**Work required:** Search the records for the word "through" and copy each line in which it appears.

- Opening Delimiter -

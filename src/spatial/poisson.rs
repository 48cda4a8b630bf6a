//! Poisson-disk placement (Bridson)
//!
//! Produces well-spread, non-overlapping start positions inside a stadium.
//! Each output point `i` is the top-left corner of a box of `sizes[i]` and
//! passes `StadiumShape::contains` for that size. Running out of room is
//! normal: the result is simply shorter than requested.

use std::f32::consts::SQRT_2;

use crate::core::{Rng, Vec2};

use super::boundary::{StadiumShape, SPACE_EXTENT};

/// Sample-grid cells per axis over the whole space, at most
const MAX_GRID_CELLS: f32 = 100.0;
/// Distances below this would need more than `MAX_GRID_CELLS` cells per axis
const MIN_SAMPLE_DISTANCE: f32 = SPACE_EXTENT * SQRT_2 / MAX_GRID_CELLS;

/// Sampling knobs that stay constant for a whole batch
#[derive(Clone, Copy, Debug)]
pub struct PoissonParams {
    pub min_distance: f32,
    pub max_attempts: u32,
    pub seed_attempts: u32,
}

/// Background index: one slot per cell of edge `d / √2`, so a cell can
/// hold at most one accepted sample.
struct SampleGrid {
    cell: f32,
    cols: usize,
    rows: usize,
    slots: Vec<Option<u32>>,
}

impl SampleGrid {
    fn new(width: f32, height: f32, min_distance: f32) -> Self {
        let cell = min_distance / SQRT_2;
        let cols = ((width / cell).ceil() as usize).max(1);
        let rows = ((height / cell).ceil() as usize).max(1);
        Self { cell, cols, rows, slots: vec![None; cols * rows] }
    }

    #[inline]
    fn cell_of(&self, p: Vec2) -> (usize, usize) {
        let cx = ((p.x / self.cell).floor().max(0.0) as usize).min(self.cols - 1);
        let cy = ((p.y / self.cell).floor().max(0.0) as usize).min(self.rows - 1);
        (cx, cy)
    }

    fn insert(&mut self, p: Vec2, sample: u32) {
        let (cx, cy) = self.cell_of(p);
        self.slots[cy * self.cols + cx] = Some(sample);
    }

    /// Is `p` at least `min_distance` from every stored sample?
    /// With cell = d/√2 only the 5x5 block around `p` can hold a conflict.
    fn is_far_enough(&self, p: Vec2, points: &[Vec2], min_distance: f32) -> bool {
        let (cx, cy) = self.cell_of(p);
        let min_sq = min_distance * min_distance;

        let x0 = cx.saturating_sub(2);
        let y0 = cy.saturating_sub(2);
        let x1 = (cx + 2).min(self.cols - 1);
        let y1 = (cy + 2).min(self.rows - 1);

        for gy in y0..=y1 {
            for gx in x0..=x1 {
                if let Some(idx) = self.slots[gy * self.cols + gx] {
                    if (points[idx as usize] - p).length_squared() < min_sq {
                        return false;
                    }
                }
            }
        }
        true
    }
}

/// Generate up to `target_count` positions, at least `min_distance` apart.
/// Very small distances are raised to `MIN_SAMPLE_DISTANCE` so the sample
/// grid stays bounded.
///
/// `sizes[i]` is the size class of the `i`-th accepted sample; at most
/// `sizes.len()` samples are produced.
pub fn generate(
    shape: &StadiumShape,
    params: PoissonParams,
    target_count: usize,
    sizes: &[f32],
    rng: &mut Rng,
) -> Vec<Vec2> {
    let target = target_count.min(sizes.len());
    if target == 0 || !params.min_distance.is_finite() || params.min_distance <= 0.0 {
        return Vec::new();
    }
    let d = params.min_distance.max(MIN_SAMPLE_DISTANCE);

    let width = shape.width();
    let height = shape.height();

    let Some(first) = seed_point(shape, sizes[0], params.seed_attempts, rng) else {
        return Vec::new();
    };

    let mut grid = SampleGrid::new(width, height, d);
    let mut points = Vec::with_capacity(target);
    let mut active: Vec<u32> = Vec::with_capacity(target);

    grid.insert(first, 0);
    points.push(first);
    active.push(0);

    while !active.is_empty() && points.len() < target {
        let slot = rng.index(active.len());
        let origin = points[active[slot] as usize];
        let size = sizes[points.len()];

        let mut accepted = None;
        for _ in 0..params.max_attempts {
            let radius = rng.range(d, 2.0 * d);
            let candidate = origin + Vec2::from_angle(rng.angle()) * radius;

            if candidate.x < 0.0 || candidate.y < 0.0 || candidate.x >= width || candidate.y >= height {
                continue;
            }
            if !grid.is_far_enough(candidate, &points, d) {
                continue;
            }
            if !shape.contains(candidate.x, candidate.y, size) {
                continue;
            }
            accepted = Some(candidate);
            break;
        }

        match accepted {
            Some(p) => {
                let idx = points.len() as u32;
                grid.insert(p, idx);
                points.push(p);
                active.push(idx);
            }
            None => {
                active.swap_remove(slot);
            }
        }
    }

    points
}

fn seed_point(shape: &StadiumShape, size: f32, attempts: u32, rng: &mut Rng) -> Option<Vec2> {
    if !shape.can_fit(size) {
        return None;
    }
    for _ in 0..attempts {
        let p = Vec2::new(rng.range(0.0, shape.width()), rng.range(0.0, shape.height()));
        if shape.contains(p.x, p.y, size) {
            return Some(p);
        }
    }
    // random tries all missed a thin shape; the centre is known to fit
    Some(shape.rest_position(size))
}

#[cfg(test)]
mod tests {
    use super::*;

    fn params(min_distance: f32) -> PoissonParams {
        PoissonParams { min_distance, max_attempts: 30, seed_attempts: 64 }
    }

    fn assert_spacing(points: &[Vec2], min_distance: f32) {
        for i in 0..points.len() {
            for j in (i + 1)..points.len() {
                let d = (points[i] - points[j]).length();
                assert!(d >= min_distance, "points {} and {} are {} apart", i, j, d);
            }
        }
    }

    #[test]
    fn respects_minimum_spacing_and_containment() {
        let shape = StadiumShape::new(100.0, 40.0);
        let sizes = vec![4.0; 40];
        let mut rng = Rng::new(3);
        let points = generate(&shape, params(6.0), 40, &sizes, &mut rng);

        assert!(!points.is_empty());
        assert_spacing(&points, 6.0);
        for (p, s) in points.iter().zip(&sizes) {
            assert!(shape.contains(p.x, p.y, *s));
        }
    }

    #[test]
    fn mixed_sizes_are_checked_per_sample() {
        let shape = StadiumShape::new(100.0, 36.0);
        let sizes: Vec<f32> = (0..24).map(|i| if i % 3 == 0 { 8.0 } else { 3.0 }).collect();
        let mut rng = Rng::new(11);
        let points = generate(&shape, params(9.5), sizes.len(), &sizes, &mut rng);

        assert_spacing(&points, 9.5);
        for (p, s) in points.iter().zip(&sizes) {
            assert!(shape.contains(p.x, p.y, *s));
        }
    }

    #[test]
    fn overfull_request_returns_shorter_valid_list() {
        let shape = StadiumShape::new(40.0, 20.0);
        let sizes = vec![3.0; 500];
        let mut rng = Rng::new(8);
        let points = generate(&shape, params(5.0), 500, &sizes, &mut rng);

        assert!(!points.is_empty());
        assert!(points.len() < 500);
        assert_spacing(&points, 5.0);
    }

    #[test]
    fn nothing_fits_gives_empty_list() {
        let shape = StadiumShape::new(100.0, 10.0);
        let sizes = vec![8.0; 5];
        let mut rng = Rng::new(1);
        assert!(generate(&shape, params(10.0), 5, &sizes, &mut rng).is_empty());
    }

    #[test]
    fn degenerate_inputs_give_empty_list() {
        let shape = StadiumShape::new(100.0, 40.0);
        let mut rng = Rng::new(1);
        assert!(generate(&shape, params(5.0), 0, &[4.0], &mut rng).is_empty());
        assert!(generate(&shape, params(5.0), 3, &[], &mut rng).is_empty());
        assert!(generate(&shape, params(f32::NAN), 3, &[4.0; 3], &mut rng).is_empty());
        assert!(generate(&shape, params(0.0), 3, &[4.0; 3], &mut rng).is_empty());
    }

    #[test]
    fn never_exceeds_target() {
        let shape = StadiumShape::new(100.0, 40.0);
        let sizes = vec![2.0; 50];
        let mut rng = Rng::new(21);
        let points = generate(&shape, params(4.0), 7, &sizes, &mut rng);
        assert!(points.len() <= 7);
    }

    #[test]
    fn tiny_distance_is_floored_to_a_bounded_grid() {
        let shape = StadiumShape::new(100.0, 40.0);
        let sizes = vec![0.5; 400];
        let mut rng = Rng::new(5);
        let points = generate(&shape, params(1e-4), sizes.len(), &sizes, &mut rng);

        assert!(!points.is_empty());
        assert_spacing(&points, MIN_SAMPLE_DISTANCE - 1e-4);

        let grid = SampleGrid::new(100.0, 100.0, MIN_SAMPLE_DISTANCE);
        assert!(grid.cols <= 101 && grid.rows <= 101);
    }
}
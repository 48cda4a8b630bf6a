//! Particle physics
//!
//! - `integrate`  velocity/position update with boundary reflection
//! - `forces`     cursor repulsion field
//! - `collision`  narrow-phase pair response over the broad-phase grid

pub mod collision;
pub mod forces;
pub mod integrate;

pub use collision::{collide_pair, resolve_collisions, CollisionStats};
pub use forces::apply_cursor_force;
pub use integrate::{integrate_batch, integrate_particle, IntegrateStats, StepOutcome};
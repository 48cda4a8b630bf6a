//! Broad-phase grid
//!
//! Fixed `N x N` partition of the 0..100 space, rebuilt every frame with a
//! counting sort into flat arrays (no per-cell allocations):
//! `cell_start[c]..cell_start[c + 1]` indexes `entries`, which holds
//! particle indices. Bucketing uses the centre of each particle's box.

use crate::core::Vec2;
use crate::domain::particle::Particle;

use super::boundary::SPACE_EXTENT;

pub struct SpatialGrid {
    requested_cells: u32,
    cells: u32,
    cell_size: f32,
    cell_start: Vec<u32>,
    cell_fill: Vec<u32>,
    entries: Vec<u32>,
}

impl SpatialGrid {
    pub fn new(cells: u32) -> Self {
        let cells = cells.clamp(1, 100);
        let mut grid = Self {
            requested_cells: cells,
            cells,
            cell_size: SPACE_EXTENT / cells as f32,
            cell_start: Vec::new(),
            cell_fill: Vec::new(),
            entries: Vec::new(),
        };
        grid.resize(cells);
        grid
    }

    fn resize(&mut self, cells: u32) {
        self.cells = cells;
        self.cell_size = SPACE_EXTENT / cells as f32;
        let total = (cells * cells) as usize;
        self.cell_start.clear();
        self.cell_start.resize(total + 1, 0);
        self.cell_fill.clear();
        self.cell_fill.resize(total, 0);
    }

    /// Cells per axis actually in use for the last rebuild
    #[inline]
    pub fn cells(&self) -> u32 {
        self.cells
    }

    #[inline]
    pub fn cell_size(&self) -> f32 {
        self.cell_size
    }

    #[inline]
    pub fn len(&self) -> usize {
        self.entries.len()
    }

    #[inline]
    pub fn is_empty(&self) -> bool {
        self.entries.is_empty()
    }

    #[inline]
    pub fn cell_of(&self, p: Vec2) -> (u32, u32) {
        let max = (self.cells - 1) as f32;
        let cx = (p.x / self.cell_size).floor();
        let cy = (p.y / self.cell_size).floor();
        // NaN falls through `clamp` untouched; map it to cell 0
        let cx = if cx.is_finite() { cx.clamp(0.0, max) } else { 0.0 };
        let cy = if cy.is_finite() { cy.clamp(0.0, max) } else { 0.0 };
        (cx as u32, cy as u32)
    }

    #[inline]
    fn cell_index(&self, cx: u32, cy: u32) -> usize {
        (cy * self.cells + cx) as usize
    }

    /// Bucket every active particle of `batch`. The cell count is lowered
    /// when needed so a cell is never narrower than the widest particle,
    /// which keeps the 3x3 query exhaustive.
    pub fn rebuild(&mut self, batch: &[Particle]) {
        let max_size = batch
            .iter()
            .filter(|p| p.is_active)
            .map(|p| p.size)
            .fold(0.0f32, f32::max);
        let fit = if max_size > 0.0 {
            ((SPACE_EXTENT / max_size).floor() as u32).max(1)
        } else {
            self.requested_cells
        };
        let cells = self.requested_cells.min(fit);
        if cells != self.cells {
            self.resize(cells);
        }

        let total = (self.cells * self.cells) as usize;
        self.cell_fill.iter_mut().for_each(|c| *c = 0);

        // count
        for p in batch.iter().filter(|p| p.is_active) {
            let (cx, cy) = self.cell_of(p.center());
            let c = self.cell_index(cx, cy);
            self.cell_fill[c] += 1;
        }

        // prefix sums
        let mut running = 0u32;
        for c in 0..total {
            self.cell_start[c] = running;
            running += self.cell_fill[c];
            self.cell_fill[c] = 0;
        }
        self.cell_start[total] = running;

        // scatter
        self.entries.clear();
        self.entries.resize(running as usize, 0);
        for (i, p) in batch.iter().enumerate() {
            if !p.is_active {
                continue;
            }
            let (cx, cy) = self.cell_of(p.center());
            let c = self.cell_index(cx, cy);
            let slot = self.cell_start[c] + self.cell_fill[c];
            self.entries[slot as usize] = i as u32;
            self.cell_fill[c] += 1;
        }
    }

    /// Particle indices bucketed in the cell containing `point` and its 8
    /// neighbours. `out` is cleared first.
    pub fn neighbors(&self, point: Vec2, out: &mut Vec<usize>) {
        out.clear();
        let (cx, cy) = self.cell_of(point);
        let x0 = cx.saturating_sub(1);
        let y0 = cy.saturating_sub(1);
        let x1 = (cx + 1).min(self.cells - 1);
        let y1 = (cy + 1).min(self.cells - 1);

        for gy in y0..=y1 {
            for gx in x0..=x1 {
                let c = self.cell_index(gx, gy);
                let start = self.cell_start[c] as usize;
                let end = self.cell_start[c + 1] as usize;
                out.extend(self.entries[start..end].iter().map(|&i| i as usize));
            }
        }
    }
}

#[cfg(test)]
mod tests {
    use super::*;
    use crate::core::Rng;
    use crate::domain::host::HostId;
    use crate::domain::particle::{Particle, VisualVariant};

    fn particle_at(x: f32, y: f32, size: f32) -> Particle {
        let mut p = Particle::new(HostId::new(0, 0), Vec2::new(x, y), size, 0, VisualVariant::default());
        p.is_active = true;
        p
    }

    fn overlapping(a: &Particle, b: &Particle) -> bool {
        (a.center() - b.center()).length() < a.radius() + b.radius()
    }

    fn brute_force_pairs(batch: &[Particle]) -> Vec<(usize, usize)> {
        let mut pairs = Vec::new();
        for i in 0..batch.len() {
            for j in (i + 1)..batch.len() {
                if batch[i].is_active && batch[j].is_active && overlapping(&batch[i], &batch[j]) {
                    pairs.push((i, j));
                }
            }
        }
        pairs
    }

    fn grid_pairs(grid: &SpatialGrid, batch: &[Particle]) -> Vec<(usize, usize)> {
        let mut pairs = Vec::new();
        let mut scratch = Vec::new();
        for i in 0..batch.len() {
            if !batch[i].is_active {
                continue;
            }
            grid.neighbors(batch[i].center(), &mut scratch);
            for &j in &scratch {
                if j > i && overlapping(&batch[i], &batch[j]) {
                    pairs.push((i, j));
                }
            }
        }
        pairs.sort_unstable();
        pairs
    }

    #[test]
    fn grid_pairs_match_brute_force() {
        let mut rng = Rng::new(77);
        for round in 0..20 {
            let batch: Vec<Particle> = (0..60)
                .map(|_| {
                    let size = [2.0, 4.0, 6.0, 8.0][rng.index(4)];
                    let mut p = particle_at(rng.range(0.0, 92.0), rng.range(0.0, 92.0), size);
                    p.is_active = rng.chance(0.9);
                    p
                })
                .collect();

            let mut grid = SpatialGrid::new(10);
            grid.rebuild(&batch);
            assert_eq!(grid_pairs(&grid, &batch), brute_force_pairs(&batch), "round {}", round);
        }
    }

    #[test]
    fn oversized_particles_shrink_the_grid() {
        let batch = vec![particle_at(10.0, 10.0, 25.0), particle_at(40.0, 10.0, 25.0)];
        let mut grid = SpatialGrid::new(10);
        grid.rebuild(&batch);
        assert_eq!(grid.cells(), 4);
        assert!(grid.cell_size() >= 25.0);
        assert_eq!(grid_pairs(&grid, &batch), brute_force_pairs(&batch));
    }

    #[test]
    fn inactive_particles_are_not_bucketed() {
        let mut batch = vec![particle_at(10.0, 10.0, 4.0), particle_at(11.0, 10.0, 4.0)];
        batch[1].is_active = false;
        let mut grid = SpatialGrid::new(10);
        grid.rebuild(&batch);
        assert_eq!(grid.len(), 1);

        let mut out = Vec::new();
        grid.neighbors(batch[0].center(), &mut out);
        assert_eq!(out, vec![0]);
    }

    #[test]
    fn neighbourhood_is_three_by_three() {
        let batch = vec![
            particle_at(15.0, 15.0, 2.0), // cell (1,1)
            particle_at(25.0, 25.0, 2.0), // cell (2,2)
            particle_at(45.0, 15.0, 2.0), // cell (4,1), outside
        ];
        let mut grid = SpatialGrid::new(10);
        grid.rebuild(&batch);

        let mut out = Vec::new();
        grid.neighbors(batch[0].center(), &mut out);
        out.sort_unstable();
        assert_eq!(out, vec![0, 1]);
    }

    #[test]
    fn out_of_range_points_clamp_to_edge_cells() {
        let grid = SpatialGrid::new(10);
        assert_eq!(grid.cell_of(Vec2::new(-5.0, 150.0)), (0, 9));
        assert_eq!(grid.cell_of(Vec2::new(f32::NAN, 50.0)), (0, 5));
    }
}
//! Console logging macros
//!
//! On wasm32 the message goes to the browser console through `web_sys`.
//! Native builds (tests, benches) only type-check the format arguments, so
//! engine code can log freely without a JS runtime behind it.
//!
//! ```ignore
//! console_log!("spawned {} particles for host {:?}", count, host);
//! ```

macro_rules! console_log {
    ($($arg:tt)*) => {{
        #[cfg(target_arch = "wasm32")]
        {
            web_sys::console::log_1(&format!($($arg)*).into());
        }
        #[cfg(not(target_arch = "wasm32"))]
        {
            let _ = format_args!($($arg)*);
        }
    }};
}

macro_rules! console_warn {
    ($($arg:tt)*) => {{
        #[cfg(target_arch = "wasm32")]
        {
            web_sys::console::warn_1(&format!($($arg)*).into());
        }
        #[cfg(not(target_arch = "wasm32"))]
        {
            let _ = format_args!($($arg)*);
        }
    }};
}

- Closing Delimiter -

**Output below:**
        // NaN falls through `clamp` untouched; map it to cell 0
//! On wasm32 the message goes to the browser console through `web_sys`.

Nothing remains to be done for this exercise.